Hearne is best known for the role of Andre Ray Peetes in the 2001 film Hardball. In 2002, he became a cast member in the Nickelodeon sketch comedy television series All That from seasons 7–8. He later appeared in the documentary series Quiet on Set: The Dark Side of Kids TV where he alleged that producers compared him to a "piece of charcoal" and disliked getting covered in peanut butter and getting licked by dogs in its spin-off show, SNICK On-Air Dare.
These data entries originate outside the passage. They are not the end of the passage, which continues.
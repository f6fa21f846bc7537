//! Periodic metrics reporter
//!
//! Collects metrics from the worker pool, every listener and every host and
//! writes a formatted report via tracing at the configured interval.

use std::sync::Arc;
use std::time::Instant;

use relay_config::{MetricsConfig, MetricsFormat};
use tokio::time::interval;
use tokio_util::sync::CancellationToken;
use tracing::info;

use crate::format::MetricsFormatter;
use crate::{
    CollectedHost, CollectedMetrics, CollectedSource, HostMetricsProvider, HumanFormatter,
    JsonFormatter, PipelineMetricsProvider, SourceMetricsProvider,
};

/// Builder for constructing a Reporter
///
/// `Clone` so the binary can build one reporter for the periodic task and
/// keep another for the totals written after shutdown.
#[derive(Default, Clone)]
pub struct ReporterBuilder {
    config: Option<MetricsConfig>,
    pipeline: Option<Arc<dyn PipelineMetricsProvider>>,
    sources: Vec<Arc<dyn SourceMetricsProvider>>,
    hosts: Vec<Arc<dyn HostMetricsProvider>>,
}

impl ReporterBuilder {
    pub fn new() -> Self {
        Self::default()
    }

    /// Set the metrics configuration
    pub fn config(mut self, config: MetricsConfig) -> Self {
        self.config = Some(config);
        self
    }

    /// Set the worker pool metrics provider
    pub fn pipeline(mut self, provider: Arc<dyn PipelineMetricsProvider>) -> Self {
        self.pipeline = Some(provider);
        self
    }

    /// Register a listener metrics provider
    pub fn source(mut self, provider: Arc<dyn SourceMetricsProvider>) -> Self {
        self.sources.push(provider);
        self
    }

    /// Register multiple listener metrics providers
    pub fn sources(mut self, providers: Vec<Arc<dyn SourceMetricsProvider>>) -> Self {
        self.sources.extend(providers);
        self
    }

    /// Register a host metrics provider
    pub fn host(mut self, provider: Arc<dyn HostMetricsProvider>) -> Self {
        self.hosts.push(provider);
        self
    }

    /// Register multiple host metrics providers
    pub fn hosts(mut self, providers: Vec<Arc<dyn HostMetricsProvider>>) -> Self {
        self.hosts.extend(providers);
        self
    }

    pub fn build(self) -> Reporter {
        let config = self.config.unwrap_or_default();
        let formatter: Box<dyn MetricsFormatter> = match config.format {
            MetricsFormat::Human => Box::new(HumanFormatter::new()),
            MetricsFormat::Json => Box::new(JsonFormatter::new()),
        };

        Reporter {
            config,
            formatter,
            pipeline: self.pipeline,
            sources: self.sources,
            hosts: self.hosts,
            previous: None,
        }
    }
}

/// Metrics reporter
///
/// Collects and reports metrics from all components at a configured interval.
pub struct Reporter {
    config: MetricsConfig,
    formatter: Box<dyn MetricsFormatter>,
    pipeline: Option<Arc<dyn PipelineMetricsProvider>>,
    sources: Vec<Arc<dyn SourceMetricsProvider>>,
    hosts: Vec<Arc<dyn HostMetricsProvider>>,
    previous: Option<CollectedMetrics>,
}

impl Reporter {
    pub fn builder() -> ReporterBuilder {
        ReporterBuilder::new()
    }

    /// Run the reporter until cancellation
    pub async fn run(mut self, cancel: CancellationToken) {
        if !self.config.enabled {
            info!("metrics reporting disabled");
            return;
        }

        let mut ticker = interval(self.config.interval);
        ticker.set_missed_tick_behavior(tokio::time::MissedTickBehavior::Skip);

        info!(
            interval_secs = self.config.interval.as_secs(),
            format = ?self.config.format,
            "metrics reporter started"
        );

        loop {
            tokio::select! {
                _ = cancel.cancelled() => {
                    info!("metrics reporter shutting down");
                    break;
                }
                _ = ticker.tick() => {
                    self.report();
                }
            }
        }
    }

    /// Collect and report metrics once
    fn report(&mut self) {
        let metrics = self.collect();
        let rates = self.previous.as_ref().and_then(|prev| metrics.rates(prev));

        let output = self.formatter.format_report(&metrics, rates.as_ref());
        for line in output.lines() {
            info!("{}", line);
        }

        self.previous = Some(metrics);
    }

    /// Write lifetime totals, ignoring the include flags
    pub fn log_totals(&self) {
        let metrics = self.collect_all();
        info!("{}", self.formatter.format_totals(&metrics));
    }

    /// Collect metrics from all registered providers
    pub fn collect(&self) -> CollectedMetrics {
        let mut metrics = self.collect_all();
        if !self.config.include_listeners {
            metrics.sources.clear();
        }
        if !self.config.include_hosts {
            metrics.hosts.clear();
        }
        metrics
    }

    fn collect_all(&self) -> CollectedMetrics {
        CollectedMetrics {
            timestamp: Some(Instant::now()),
            pipeline: self.pipeline.as_ref().map(|p| p.pipeline_snapshot()),
            sources: self
                .sources
                .iter()
                .map(|s| CollectedSource {
                    id: s.source_id().to_string(),
                    source_type: s.source_type().to_string(),
                    snapshot: s.snapshot(),
                })
                .collect(),
            hosts: self
                .hosts
                .iter()
                .map(|h| CollectedHost {
                    id: h.host_id().to_string(),
                    cluster: h.cluster().to_string(),
                    snapshot: h.snapshot(),
                })
                .collect(),
        }
    }
}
Hearne's mother, Tracey Brown, also felt that some of the sketches he was in were racist, including one where he sold Girl Scout cookies like he was selling drugs.

==Career==
Hearne took a hiatus from the music industry to focus on his newly appointed role as a father, and after being reinspired to sing from meeting his wife, a writer and poet by the name of Daishaundra Nycole Loving, he returned to music with a new name. Known simply now as Hearne, his last name, he provides a soulful R&B sound with a rough edge. In 2020, Hearne released the 'I Won't Move' EP, a social project with deep rap and poetry that speaks a message about love, by any means necessary.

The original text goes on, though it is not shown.